Tymczasem czerwcowa stopa bezrobocia wzrosła do 5,9 proc. z 5,8 proc. w maju i może wydawać się, że zmierza w złym kierunku. Ale ten wzrost wynikał z tego, że więcej osób bez pracy twierdziło, że szukało pracy w ciągu miesiąca. Zwiększyło to liczbę osób, które BLS uważa za bezrobotne w porównaniu z „zniechęconymi". Ale to nie znaczy, że tyle osób straciło pracę. Zwłaszcza że najszersza miara bezrobocia BLS, stopa „U-6", która obejmuje zniechęconych pracowników i osoby zatrudnione w niepełnym wymiarze godzin z powodów ekonomicznych (tych, którzy chcą pracy na pełny etat, ale nie mogą jej znaleźć), spadła do 9,8 proc. w porównaniu z 10,2 proc. w maju. Choć jest wciąż powyżej poziomu sprzed pandemii -poniżej 7 proc., duży spadek od szczytu 22,9 proc. w kwietniu 2020 r. sugeruje sporą poprawę na rynku pracy.
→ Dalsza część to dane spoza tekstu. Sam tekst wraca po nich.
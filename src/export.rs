use camino::Utf8Path;
use serde::ser::{SerializeMap, Serializer};
use serde::{Deserialize, Serialize};
use serde_json::ser::PrettyFormatter;

use crate::enrich::EnrichedRow;
use crate::error::ScoreError;
use crate::store::write_bytes_atomic;

/// Public reduction of one pair; the raw score list is not exported.
#[derive(Debug, Clone, PartialEq, Serialize, Deserialize)]
#[serde(rename_all = "camelCase")]
pub struct ExportRow {
    pub disease_id: String,
    pub target_id: String,
    pub median: f64,
    pub top3: Vec<f64>,
    pub name: Option<String>,
    pub approved_symbol: Option<String>,
}

impl From<EnrichedRow> for ExportRow {
    fn from(row: EnrichedRow) -> Self {
        let summary = row.summary;
        Self {
            disease_id: summary.key.disease_id.into_string(),
            target_id: summary.key.target_id.into_string(),
            median: summary.median,
            top3: summary.top3,
            name: row.name,
            approved_symbol: row.approved_symbol,
        }
    }
}

/// Rows keyed by their position: `{"0": {...}, "1": {...}}`.
pub struct IndexedRows<'a>(pub &'a [ExportRow]);

impl Serialize for IndexedRows<'_> {
    fn serialize<S: Serializer>(&self, serializer: S) -> Result<S::Ok, S::Error> {
        let mut map = serializer.serialize_map(Some(self.0.len()))?;
        for (index, row) in self.0.iter().enumerate() {
            map.serialize_entry(&index.to_string(), row)?;
        }
        map.end()
    }
}

/// Drops score lists and orders by ascending median; equal medians keep their input order.
pub fn rank(rows: Vec<EnrichedRow>) -> Vec<ExportRow> {
    let mut ranked: Vec<ExportRow> = rows.into_iter().map(ExportRow::from).collect();
    ranked.sort_by(|a, b| a.median.total_cmp(&b.median));
    ranked
}

pub fn render(rows: &[ExportRow]) -> Result<Vec<u8>, serde_json::Error> {
    let mut buffer = Vec::new();
    let formatter = PrettyFormatter::with_indent(b"    ");
    let mut serializer = serde_json::Serializer::with_formatter(&mut buffer, formatter);
    IndexedRows(rows).serialize(&mut serializer)?;
    buffer.push(b'\n');
    Ok(buffer)
}

/// Ranks `rows` and writes them to `output` in one atomic step. Returns the number of rows written.
pub fn export_result(rows: Vec<EnrichedRow>, output: &Utf8Path) -> Result<usize, ScoreError> {
    let ranked = rank(rows);
    let content = render(&ranked).map_err(|err| ScoreError::output(output, err))?;
    write_bytes_atomic(output, &content)?;
    tracing::info!(rows = ranked.len(), "wrote {output}");
    Ok(ranked.len())
}
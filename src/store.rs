use std::fs;
use std::io::Write;

use camino::{Utf8Path, Utf8PathBuf};
use tempfile::Builder;

use crate::domain::EvidenceSource;
use crate::error::ScoreError;

/// On-disk layout of downloaded shards and results below a data root.
#[derive(Debug, Clone)]
pub struct DataLayout {
    root: Utf8PathBuf,
}

impl DataLayout {
    pub fn new(root: impl Into<Utf8PathBuf>) -> Self {
        Self { root: root.into() }
    }

    pub fn input_root(&self) -> Utf8PathBuf {
        self.root.join("in")
    }

    pub fn diseases_dir(&self) -> Utf8PathBuf {
        self.input_root().join("diseases")
    }

    pub fn targets_dir(&self) -> Utf8PathBuf {
        self.input_root().join("targets")
    }

    pub fn evidence_root(&self) -> Utf8PathBuf {
        self.input_root().join("evidence")
    }

    pub fn evidence_dir(&self, source: &EvidenceSource) -> Utf8PathBuf {
        self.evidence_root().join(source.partition_dir())
    }

    pub fn output_path(&self) -> Utf8PathBuf {
        self.root.join("out").join("data.json")
    }
}

impl Default for DataLayout {
    fn default() -> Self {
        Self::new("data")
    }
}

/// Writes `content` to a temp file next to `path` and renames it into place.
pub fn write_bytes_atomic(path: &Utf8Path, content: &[u8]) -> Result<(), ScoreError> {
    let parent = match path.parent() {
        Some(parent) if !parent.as_str().is_empty() => parent,
        _ => Utf8Path::new("."),
    };
    fs::create_dir_all(parent.as_std_path()).map_err(|err| ScoreError::output(path, err))?;

    let mut temp = Builder::new()
        .prefix(".kira-er")
        .suffix(".tmp")
        .tempfile_in(parent.as_std_path())
        .map_err(|err| ScoreError::output(path, err))?;
    temp.write_all(content)
        .map_err(|err| ScoreError::output(path, err))?;
    temp.as_file()
        .sync_all()
        .map_err(|err| ScoreError::output(path, err))?;
    temp.persist(path.as_std_path())
        .map_err(|err| ScoreError::output(path, err.error))?;
    Ok(())
}

#[cfg(test)]
mod tests {
    use super::*;

    #[test]
    fn layout_paths() {
        let layout = DataLayout::default();
        let source: EvidenceSource = "eva".parse().unwrap();

        assert!(layout.diseases_dir().ends_with("in/diseases"));
        assert!(layout.targets_dir().ends_with("in/targets"));
        assert!(layout.evidence_dir(&source).ends_with("in/evidence/sourceId=eva"));
        assert!(layout.output_path().ends_with("out/data.json"));
    }
}
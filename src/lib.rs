pub mod app;
pub mod config;
pub mod domain;
pub mod enrich;
pub mod error;
pub mod export;
pub mod loader;
pub mod output;
pub mod records;
pub mod release;
pub mod store;
pub mod summary;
A jak to wpływa na giełdy? W zeszłym roku akcje osiągnęły najniższy poziom 23 marca, zanim spadły jakiekolwiek odczyty gospodarcze, na miesiąc przed ogłoszeniem przez Biuro Analiz Ekonomicznych (BEA) spadku PKB w I kw. 2020 r., a siedem miesięcy przed opublikowaniem PKB w III kw. 2020 r. Ożywienie pojawił się dopiero w maju 2020 r. (o czym BLS poinformował na początku czerwca 2020 r.). To samo dotyczy ożywienia po recesji w latach 2007 – 2009 i 1990 – 1991. Akcje spadły 9 marca 2009 r., ale PKB spadł dopiero w drugim kwartale 2009 r. (co BEA podała pod koniec lipca 2009 r.). Zatrudnienia poza rolnictwem zaczęło się poprawiać dopiero w marcu 2010 r. Na początku kryzysu na początku lat 90. akcje spadły 11 października 1990 r., a spadek PKB nastąpił dopiero w pierwszym kwartale 1991 r. Zatrudnienie nie spadło w czerwcu 1991 r. Recesja w 2001 r. była nieco inna. Uchwalenie ustawy Sarbanesa-Oxleya przedłużyło bessę poza koniec płytkiej recesji. Jednak praca wciąż pozostawała w tyle za nimi. Płace nie osiągnęły najniższego poziomu do sierpnia 2003 roku.
Jak podkrteslaja analitycy, akcje są wiodącym wskaźnikiem, generalnie pokazującym z dużym wyprzedzeniem przed jakimikolwiek danymi gospodarczymi, zwłaszcza opóźnionymi raportami pracowniczymi. Inwestorzy powinni pamiętać, że miejsca pracy po prostu nie są czynnikiem wahania dla akcji, jak wielu uważa.